As of Tuesday afternoon, the past 24 hours had seen 23 new people diagnosed with COVID-19, bringing the provincial total 97 up from 74 on Monday.
There are confirmed cases in every health zone with five people hospitalized and two in ICU. All other confirmed cases are self isolating and expected to make a full recovery.
Follow the leader
St. Albert MLA Marie Renaud is encouraging everyone to listen to their local leaders and health officials and follow expert advice throughout the pandemic.
“It’s changing day by day, hour by hour. But I think it's really important to listen to local leaders. Listen to municipal leaders, reach out to provincial leaders and follow the advice of the experts and the scientists and the researchers,” Renaud said.
“This is not a time for any other rumours or innuendo, it's really important to listen to the professionals and follow their advice.”
The MLA said her office is working remotely and they are still there to help answer questions and work remotely to help people navigate provincial systems like income support and AISH. She also said the City of St. Albert is a great resource during this time, along with the Province of Alberta and Alberta Health Services.

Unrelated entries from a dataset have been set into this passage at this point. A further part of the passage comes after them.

//! Optional subsystems. A host hands these out only while the backing
//! service exists; presence of the interface package is probed separately.

use std::collections::BTreeMap;
use std::sync::Arc;

use serde::{Deserialize, Serialize};
use utoipa::ToSchema;

use crate::dto::{
    ComponentInfo, ConfigurationInfo, DeviceNode, DeviceValueType, HealthCheckInfo,
    HealthCheckResult, HeapDump, HeapUsage, HttpComponentInfo, LoggerContextInfo, RoleInfo,
    RoleType, UnitInfo,
};
use crate::host::{HostError, ListenerId};
use crate::values::TypedValue;

pub type Properties = BTreeMap<String, TypedValue>;

pub trait ComponentRuntime: Send + Sync {
    fn components(&self) -> Vec<ComponentInfo>;
    fn enable_by_id(&self, id: u64) -> Result<(), HostError>;
    fn enable_by_name(&self, name: &str) -> Result<(), HostError>;
    fn disable_by_id(&self, id: u64) -> Result<(), HostError>;
    fn disable_by_name(&self, name: &str) -> Result<(), HostError>;
}

pub trait ConfigAdmin: Send + Sync {
    fn configurations(&self) -> Vec<ConfigurationInfo>;
    /// Returns `true` when a new configuration was created.
    fn create_or_update(&self, pid: &str, properties: Properties) -> Result<bool, HostError>;
    /// Returns `false` when no configuration existed for `pid`.
    fn delete(&self, pid: &str) -> Result<bool, HostError>;
    /// Returns the generated pid.
    fn create_factory(&self, factory_pid: &str, properties: Properties) -> Result<String, HostError>;
}

pub trait MetatypeProvider: Send + Sync {
    /// Configurations declared by metatype, configured or not.
    fn declared(&self) -> Vec<ConfigurationInfo>;
}

#[derive(Debug, Clone, PartialEq, Serialize, Deserialize, ToSchema)]
#[serde(rename_all = "camelCase")]
pub struct BusEvent {
    pub topic: String,
    #[schema(value_type = Object)]
    pub properties: BTreeMap<String, serde_json::Value>,
}

pub type BusSink = Arc<dyn Fn(BusEvent) + Send + Sync>;

pub trait EventBus: Send + Sync {
    fn send(&self, topic: &str, properties: Properties) -> Result<(), HostError>;
    fn post(&self, topic: &str, properties: Properties) -> Result<(), HostError>;
    fn subscribe(&self, topic_filter: &str, sink: BusSink) -> ListenerId;
    fn unsubscribe(&self, id: ListenerId);
}

pub trait UserAdmin: Send + Sync {
    fn roles(&self) -> Vec<RoleInfo>;
    /// Returns `false` when the role already exists.
    fn create_role(&self, name: &str, role_type: RoleType) -> Result<bool, HostError>;
    fn update_role(&self, role: &RoleInfo) -> Result<(), HostError>;
    /// Returns `false` when the role did not exist.
    fn remove_role(&self, name: &str) -> Result<bool, HostError>;
}

pub trait LoggerAdmin: Send + Sync {
    fn contexts(&self) -> Vec<LoggerContextInfo>;
    fn update_context(
        &self,
        name: &str,
        levels: &BTreeMap<String, String>,
        persist: bool,
    ) -> Result<(), HostError>;
}

pub trait DeviceTree: Send + Sync {
    fn read(&self, uri: &str) -> Result<DeviceNode, HostError>;
    fn update(&self, uri: &str, value: &str, value_type: DeviceValueType) -> Result<(), HostError>;
}

pub trait HealthCheckExecutor: Send + Sync {
    fn checks(&self) -> Vec<HealthCheckInfo>;
    fn execute(&self, tags: &[String], names: &[String]) -> Vec<HealthCheckResult>;
}

pub trait HttpRuntime: Send + Sync {
    fn components(&self) -> Vec<HttpComponentInfo>;
}

pub trait HeapInspector: Send + Sync {
    fn usage(&self) -> HeapUsage;
    fn dump(&self) -> Result<HeapDump, HostError>;
}

/// One interactive session of the host's command shell.
pub trait ShellSession: Send {
    fn execute(&mut self, line: &str) -> Result<String, HostError>;
    fn close(&mut self);
}

pub trait CommandShell: Send + Sync {
    fn open_session(&self) -> Result<Box<dyn ShellSession>, HostError>;
}

#[derive(Debug, Clone, PartialEq, Eq, Serialize, Deserialize, ToSchema)]
#[serde(rename_all = "camelCase")]
pub struct LogRecord {
    pub unit_id: u64,
    pub level: String,
    pub logger: String,
    pub message: String,
}

pub type LogSink = Arc<dyn Fn(LogRecord) + Send + Sync>;

pub trait LogReader: Send + Sync {
    fn add_listener(&self, sink: LogSink) -> ListenerId;
    fn remove_listener(&self, id: ListenerId);
}

pub type LeakSink = Arc<dyn Fn(Vec<UnitInfo>) + Send + Sync>;

/// External collaborator deciding which units leak their classloaders.
pub trait LeakDetector: Send + Sync {
    fn suspicious_units(&self) -> Vec<UnitInfo>;

    /// Installs (or clears) the sink for unsolicited leak alerts.
    fn set_alert_sink(&self, _sink: Option<LeakSink>) {}
}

Local mom Erynn Williamson said just hearing the worlds ‘state of emergency’ was enough to trigger the fears she has been repressing.
“(I’ve been) repressing so that my two young boys don’t get scared, repressing so that we can hold onto the hope that it can, and will get better,” the mom said.
Renaud said it’s normal to feel concerned right now.
“You wouldn't be human, right, if you weren't concerned about your friends and your family and your community and the local businesses. We'll get through this and we’ll be okay and we’ll learn a lot through it,” Renaud said.
“It's just one day at a time and just reach out to the people that you know and you love and listen to the experts.”